For our safety, let’s suppose there are no steep ridges in the mountain, so it is similar to a differentiable function.
When it gets dark, we can’t see in which direction we are moving. The only way we can descend is by taking small steps, and checking whether we are at a lower height or not.
If we notice we moved up, we go in the opposite direction. If we moved down, we continue that way. We repeat the process until, eventually, we’ll reach the bottom.
As you can see, this is not necessarily the best approach. We might end up in a small valley, not at the bottom of the mountain, or we could spend a huge amount of time on a plateau.
This illustrates the basic working principle of gradient descent and also its main challenges. We’ll come back to this example, but let’s see a more formal explanation first.
What is a gradient?
A gradient is a representation of the rate of change of a function. It indicates the direction of the greatest increase or decrease. Intuitively, that means the gradient is zero at a local maximum or a local minimum.
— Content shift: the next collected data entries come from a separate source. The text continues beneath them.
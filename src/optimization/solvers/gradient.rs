use std::ops::ControlFlow;

use super::traits::{
    Halt, Problem, SearchCallback, Strategy, StrategyResult, Termination, clamp_to_bounds, probe,
};
use crate::error::Result;

/// Finite-difference gradient descent with Armijo line search and learning
/// rate adaptation.
///
/// Steps are taken in scaled coordinates: each parameter is divided by its
/// bound range, or by its starting magnitude when unbounded, so a transistor
/// width in metres and a bias current in amperes move at comparable rates.
pub struct GradientDescent {
    max_iter: u32,
    precision: f64,
    learning_rate: f64,
    min_learning_rate: f64,
    max_learning_rate: f64,
    armijo_c: f64,         // Armijo condition parameter
    backtrack_factor: f64, // Line search backtracking
    increase_factor: f64,  // Learning rate increase when successful
    step: f64,             // Finite-difference step in scaled units
}

impl GradientDescent {
    pub fn new(max_iter: u32, precision: f64) -> Self {
        Self {
            max_iter,
            precision,
            learning_rate: 0.1,
            min_learning_rate: 1e-6,
            max_learning_rate: 1.0,
            armijo_c: 1e-4,
            backtrack_factor: 0.5,
            increase_factor: 1.2,
            step: 1e-6,
        }
    }

    pub fn with_learning_rate(mut self, learning_rate: f64) -> Self {
        self.learning_rate = learning_rate;
        self
    }

    fn scales(bounds: &[(f64, f64)], initial: &[f64]) -> Vec<f64> {
        bounds
            .iter()
            .zip(initial)
            .map(|(&(min, max), &x0)| {
                let range = max - min;
                if range.is_finite() && range > 0.0 {
                    range
                } else {
                    x0.abs().max(1.0)
                }
            })
            .collect()
    }

    /// Central-difference gradient with respect to the scaled coordinates
    fn compute_gradient(
        &self,
        problem: &dyn Problem,
        params: &[f64],
        scales: &[f64],
        grad: &mut [f64],
        cost_evals: &mut usize,
    ) -> Result<ControlFlow<Halt>> {
        let bounds = problem.bounds();

        for i in 0..params.len() {
            let h = self.step * scales[i];
            let mut p_plus = params.to_vec();
            let mut p_minus = params.to_vec();

            p_plus[i] += h;
            p_minus[i] -= h;
            clamp_to_bounds(&mut p_plus, bounds);
            clamp_to_bounds(&mut p_minus, bounds);

            let c_plus = match probe(problem, &p_plus, cost_evals)? {
                ControlFlow::Continue(cost) => cost,
                ControlFlow::Break(halt) => return Ok(ControlFlow::Break(halt)),
            };
            let c_minus = match probe(problem, &p_minus, cost_evals)? {
                ControlFlow::Continue(cost) => cost,
                ControlFlow::Break(halt) => return Ok(ControlFlow::Break(halt)),
            };

            let dx = (p_plus[i] - p_minus[i]) / scales[i];
            grad[i] = if dx > 0.0 { (c_plus - c_minus) / dx } else { 0.0 };
        }

        Ok(ControlFlow::Continue(()))
    }

    /// Armijo line search with backtracking.
    ///
    /// Returns the accepted point and its cost. Without a sufficient decrease
    /// the best improving trial is taken, and failing that the current point.
    fn line_search(
        &self,
        problem: &dyn Problem,
        params: &[f64],
        gradient: &[f64],
        scales: &[f64],
        current_cost: f64,
        cost_evals: &mut usize,
    ) -> Result<ControlFlow<Halt, (Vec<f64>, f64)>> {
        let mut alpha = self.learning_rate;
        let grad_norm_sq: f64 = gradient.iter().map(|&g| g * g).sum();
        let mut best = (params.to_vec(), current_cost);

        for _ in 0..10 {
            let mut new_params = params.to_vec();
            for i in 0..params.len() {
                new_params[i] -= alpha * gradient[i] * scales[i];
            }
            clamp_to_bounds(&mut new_params, problem.bounds());

            let new_cost = match probe(problem, &new_params, cost_evals)? {
                ControlFlow::Continue(cost) => cost,
                ControlFlow::Break(halt) => return Ok(ControlFlow::Break(halt)),
            };

            // Armijo condition: sufficient decrease
            if new_cost <= current_cost - self.armijo_c * alpha * grad_norm_sq {
                return Ok(ControlFlow::Continue((new_params, new_cost)));
            }
            if new_cost < best.1 {
                best = (new_params, new_cost);
            }

            alpha *= self.backtrack_factor;
            if alpha < self.min_learning_rate {
                break;
            }
        }

        Ok(ControlFlow::Continue(best))
    }
}

impl Strategy for GradientDescent {
    fn name(&self) -> &str {
        "GradientDescent"
    }

    fn requires_bounds(&self) -> bool {
        false
    }

    fn solve(
        &mut self,
        problem: &dyn Problem,
        callback: &mut dyn SearchCallback,
    ) -> Result<StrategyResult> {
        let n = problem.num_params();
        let bounds = problem.bounds();

        let mut params = problem.initial_params().to_vec();
        clamp_to_bounds(&mut params, bounds);
        let scales = Self::scales(bounds, &params);
        let mut gradient = vec![0.0; n];

        let mut cost_evals = 0;
        let mut grad_evals = 0;
        let mut prev_cost = f64::INFINITY;
        let mut consecutive_improvements = 0;

        // Every later point comes out of the line search already evaluated
        let mut cost = match probe(problem, &params, &mut cost_evals)? {
            ControlFlow::Continue(cost) => cost,
            ControlFlow::Break(halt) => return Ok(halt.into_result(0, cost_evals, grad_evals)),
        };

        for iter in 0..self.max_iter {
            callback.on_iteration(iter + 1, &params, cost)?;

            let finish = |termination, params: Vec<f64>| {
                StrategyResult::new(termination, cost, iter + 1, params)
                    .with_evals(cost_evals, grad_evals)
            };

            if callback.should_stop() {
                return Ok(finish(Termination::StoppedByCallback, params));
            }

            if cost < self.precision {
                return Ok(finish(Termination::Converged, params));
            }

            if (prev_cost - cost).abs() < self.precision * 0.01 {
                return Ok(finish(Termination::Stagnated, params));
            }

            // Adapt learning rate based on progress
            if cost < prev_cost {
                consecutive_improvements += 1;
                if consecutive_improvements >= 3 {
                    self.learning_rate =
                        (self.learning_rate * self.increase_factor).min(self.max_learning_rate);
                }
            } else {
                consecutive_improvements = 0;
            }

            prev_cost = cost;

            if let ControlFlow::Break(halt) =
                self.compute_gradient(problem, &params, &scales, &mut gradient, &mut cost_evals)?
            {
                return Ok(halt.into_result(iter + 1, cost_evals, grad_evals));
            }
            grad_evals += 1;

            (params, cost) = match self.line_search(
                problem,
                &params,
                &gradient,
                &scales,
                cost,
                &mut cost_evals,
            )? {
                ControlFlow::Continue(accepted) => accepted,
                ControlFlow::Break(halt) => {
                    return Ok(halt.into_result(iter + 1, cost_evals, grad_evals));
                }
            };
        }

        Ok(
            StrategyResult::new(Termination::MaxIterations, cost, self.max_iter, params)
                .with_evals(cost_evals, grad_evals),
        )
    }
}

#[cfg(test)]
mod tests {
    use std::cell::RefCell;

    use super::*;
    use crate::optimization::solvers::Evaluation;

    /// `(x - 0.8)²` on `[0, 1]`, remembering every point it was asked about.
    struct Bowl {
        points: RefCell<Vec<f64>>,
        bounds: Vec<(f64, f64)>,
        initial: Vec<f64>,
    }

    impl Bowl {
        fn new() -> Self {
            Self {
                points: RefCell::new(Vec::new()),
                bounds: vec![(0.0, 1.0)],
                initial: vec![0.0],
            }
        }

        fn loss(x: f64) -> f64 {
            (x - 0.8).powi(2)
        }
    }

    impl Problem for Bowl {
        fn evaluate(&self, params: &[f64]) -> Result<Evaluation> {
            self.points.borrow_mut().push(params[0]);
            Ok(Evaluation::Continue(Self::loss(params[0])))
        }

        fn num_params(&self) -> usize {
            1
        }

        fn initial_params(&self) -> &[f64] {
            &self.initial
        }

        fn bounds(&self) -> &[(f64, f64)] {
            &self.bounds
        }
    }

    struct Quiet;

    impl SearchCallback for Quiet {
        fn on_iteration(&mut self, _: u32, _: &[f64], _: f64) -> Result<()> {
            Ok(())
        }
    }

    #[test]
    fn accepted_step_is_not_evaluated_twice() {
        let problem = Bowl::new();
        let result = GradientDescent::new(2, 1e-12)
            .solve(&problem, &mut Quiet)
            .unwrap();

        // Start, then two central differences and one accepted step per iteration
        assert_eq!(result.cost_evals, 7);
        assert_eq!(problem.points.borrow().len(), 7);
        assert_eq!(result.termination, Termination::MaxIterations);

        let points = problem.points.borrow();
        let x = result.params[0];
        assert_eq!(points.iter().filter(|&&p| p == x).count(), 1);
        assert_eq!(result.cost, Bowl::loss(x));
        assert!(result.cost < Bowl::loss(0.0));
    }

    #[test]
    fn reported_cost_belongs_to_the_returned_point() {
        let problem = Bowl::new();
        let mut gd = GradientDescent::new(50, 1e-12);
        let result = gd.solve(&problem, &mut Quiet).unwrap();

        approx::assert_relative_eq!(result.params[0], 0.8, epsilon = 1e-3);
        assert_eq!(result.cost, Bowl::loss(result.params[0]));
        assert_eq!(result.cost_evals, problem.points.borrow().len());
    }
}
For a function that depends on several variables (or coordinate axes), the gradient is a vector whose components are the partial derivatives of the function, evaluated at a given point. This is denoted with the symbol ∇ (nabla) which represents the vector differential operator.
Let’s see this in math notation. Suppose we have an n-dimensional function f:
$$ f(x_1, x_2, ... ,x_n) \ \ \ \ \ \ f:\R^n \rightarrow \R $$
The gradient of this function at point p (which is determined by n coordinates), is given by:
$$ \nabla f (p) = \left[\frac{\partial f}{\partial x_1} , \frac{\partial f}{\partial x_2} , ..., \frac{\partial f}{\partial x_n} \right]^T \ \ \ \ \ \ \nabla f:\R^n \rightarrow \R^n $$
Coming back to the example of the mountain, there are areas of the mountain where the terrain is steep, like the mountain slopes, and other zones where the terrain is almost flat, like a valley or a plateau. Valleys and plateaus represent local minima, which are usually critical points.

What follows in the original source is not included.